The Massachusetts Institute of Technology has helped make leaps and bounds in the medical field with their advancements in technology over time. One of their more recent experiments was creating a sensor that could help detect whether different treatments are working properly for cancer patients.

 

When cancer cells are exposed to chemotherapy drugs, it can cause their metabolism to be confused and produce high amounts of hydrogen peroxide, which can damage cells causing them to die off. This make the cells become dependant of antioxidant systems that remove hydrogen peroxide from cells. “Redox drugs” are drugs that work to disable the antioxidant systems, so that more hydrogen peroxide is produced, ultimately killing off cancer cells.

 

But there have been mixed results in testing success, so Hadley Sikes and her team set out to develop a testing system to show the effects of the treatment. They found that there is an existing hydrogen peroxide sensor inside of cells, which is a protein called peroxiredoxin, and when oxidized with the molecule, changes shape.

 

Upon finding this, they modified the protein by adding a red fluorescent dye and a green fluorescent dye to opposite ends of the peroxiredoxin in the cell. If there were high levels of hydrogen peroxide still in the cell, the shape of the protein would change, bringing the two colored ends closer together.
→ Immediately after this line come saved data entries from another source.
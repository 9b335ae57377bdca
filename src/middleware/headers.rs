//! Fixed header injection.

use std::sync::Arc;

use crate::handler::Endpoint;
use crate::middleware::Middleware;
use crate::request::Request;

/// Sets `name: value` on every request before the inner endpoint sees it,
/// replacing any value the client sent.
pub fn request_header(name: &str, value: &str) -> Middleware {
    let header: Arc<(String, String)> = Arc::new((name.to_owned(), value.to_owned()));

    Middleware::from_fn(move |mut req: Request, next: Endpoint| {
        req.set_header(&header.0, &header.1);
        next.call(req)
    })
}

/// Sets `name: value` on every response from the inner endpoint, replacing
/// any value the handler chose.
pub fn response_header(name: &str, value: &str) -> Middleware {
    let header: Arc<(String, String)> = Arc::new((name.to_owned(), value.to_owned()));

    Middleware::from_fn(move |req: Request, next: Endpoint| {
        let header = Arc::clone(&header);
        async move {
            let mut res = next.call(req).await;
            res.set_header(&header.0, &header.1);
            res
        }
    })
}

#[cfg(test)]
mod tests {
    use super::*;
    use crate::middleware::{Pipeline, start};
    use crate::{Method, Response};

    async fn echo_host(req: Request) -> Response {
        Response::builder()
            .header("server", "handler")
            .text(req.header("x-forwarded-host").unwrap_or("-").to_owned())
    }

    #[tokio::test]
    async fn request_header_overrides_client_value() {
        let endpoint = start(echo_host)
            .pipe(&Pipeline::build([request_header("X-Forwarded-Host", "api.internal")]))
            .handler();

        let req = Request::new(Method::Get, "/").with_header("x-forwarded-host", "spoofed");
        let res = endpoint.call(req).await;

        assert_eq!(res.body(), b"api.internal");
    }

    #[tokio::test]
    async fn response_header_overrides_handler_value() {
        let endpoint = start(echo_host)
            .pipe(&Pipeline::build([response_header("Server", "plumb")]))
            .handler();

        let res = endpoint.call(Request::new(Method::Get, "/")).await;

        assert_eq!(res.header("server"), Some("plumb"));
        assert_eq!(res.headers().iter().filter(|(k, _)| k.eq_ignore_ascii_case("server")).count(), 1);
    }
}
They could then detect if there was hydrogen peroxide present and a shape change by shining green light onto the cells. If the cell remained green, there was no hydrogen peroxide, but if the cell glowed red, hydrogen peroxide was present.

 

This testing is groundbreaking for those with cancer who are going through treatment, especially those in experimental treatments so they can know if it is working properly. Not to mention, this helps physicians get more of a real time idea of the status of the prognosis and treatment effects in order for them to plan next steps more efficiently.

 

These are only a few examples of how advancements in technology are being used in the medical field. While some of these ideas such as artificial intelligence for cancer diagnosis are not yet used in everyday medicine, there is a chance it could help aid physicians in the future. There are endless possibilities for science and technology and now it is applicable to the medical field for cancer patients in the future. Some of those opportunities have yet to even be discovered and could maybe one day cure cancer for good.